China United Coalbed Methane
- China United Coalbed Methane logo
- Type: subsidiary
- Industry: Oil and gas
- Founded: 1996; 2009 (partial demerger);
- Founder: China National Petroleum Corp.; Ministry of Coal Industry [zh]; Ministry of Geology & Mineral Resources [zh];
- Successor: PetroChina Coalbed Methane (partial)
- Headquarters: Beijing, China
- Area served: China
- Products: coal mine methane
- Owner: Chinese central government (100%)
- Parent: China National Offshore Oil Corporation
- Website: chinacbm.com

= China United Coalbed Methane =

China United Coalbed Methane Corp., Ltd. (CUCBM), also known as China CBM, is state-owned company in China, which had exclusive rights until 2010 to explore, develop and produce coal mine methane in cooperation with overseas companies. The company was established in 1996.

==History==
China United Coalbed Methane Corp., Ltd. was founded by two ministries and one state-owned enterprise of the State Council of the People's Republic of China in 1996 (China National Petroleum Corp., Ministry of Coal Industry and Ministry of Geology & Mineral Resources). At first it had a share capital of . Under the Regulation on Sino-foreign Cooperation in the Development of Continental Petroleum Resources, which was revised on 2001, the corporation was the monopoly to sign deal with foreign industry to explore and produce coalbed methane. Although in 2007 another revise of the regulation giving the state council nominate other company in case-by-case basis. The State Council formally authorized 3 more companies in 2010, namely China National Petroleum Corporation (which already acquired the rights by 2009 partial demerger of China CBM), China Petrochemical Corporation and Henan Coalbed Methane Development and Utilization Co., Ltd.

==Shareholders==
As of 31 December 2014 China National Offshore Oil Corporation (CNOOC) owned 100% stake. CNOOC acquired 30% stake in 2014, 20% stake in 2013 and 50% stake in 2010 from fellow state-owned enterprise China National Coal Group.

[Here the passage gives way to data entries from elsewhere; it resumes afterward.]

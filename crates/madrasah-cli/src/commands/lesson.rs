use clap::Subcommand;
use madrasah_core::{curriculum, ProgressStore};

use super::CliResult;

#[derive(Subcommand)]
pub enum LessonAction {
    /// Seed the bundled starter curriculum
    Seed,
    /// List lessons in curriculum order
    List {
        /// Only lessons for this week
        #[arg(long)]
        week: Option<u32>,
    },
}

pub fn run(action: LessonAction) -> CliResult {
    let store = ProgressStore::open()?;

    match action {
        LessonAction::Seed => {
            if !store.lessons()?.is_empty() {
                println!("Lessons already seeded");
                return Ok(());
            }
            let lessons = curriculum::default_curriculum();
            for lesson in &lessons {
                store.save_lesson(lesson)?;
            }
            println!("Seeded {} lessons", lessons.len());
        }
        LessonAction::List { week } => {
            let lessons = match week {
                Some(week) => store.lessons_for_week(week)?,
                None => store.lessons()?,
            };
            println!("{}", serde_json::to_string_pretty(&lessons)?);
        }
    }
    Ok(())
}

China National Coal Group was the sole shareholder from 2009 to 2010, which acquired 50% stake from PetroChina. (in turn PetroChina acquired some assets from China United Coalbed Methane and incorporated "PetroChina Coalbed Methane")

PetroChina and China National Coal Group acquired the stake in 1999 from its parent China National Petroleum Corporation and the Ministry of Land and Resources of the People's Republic of China respectively.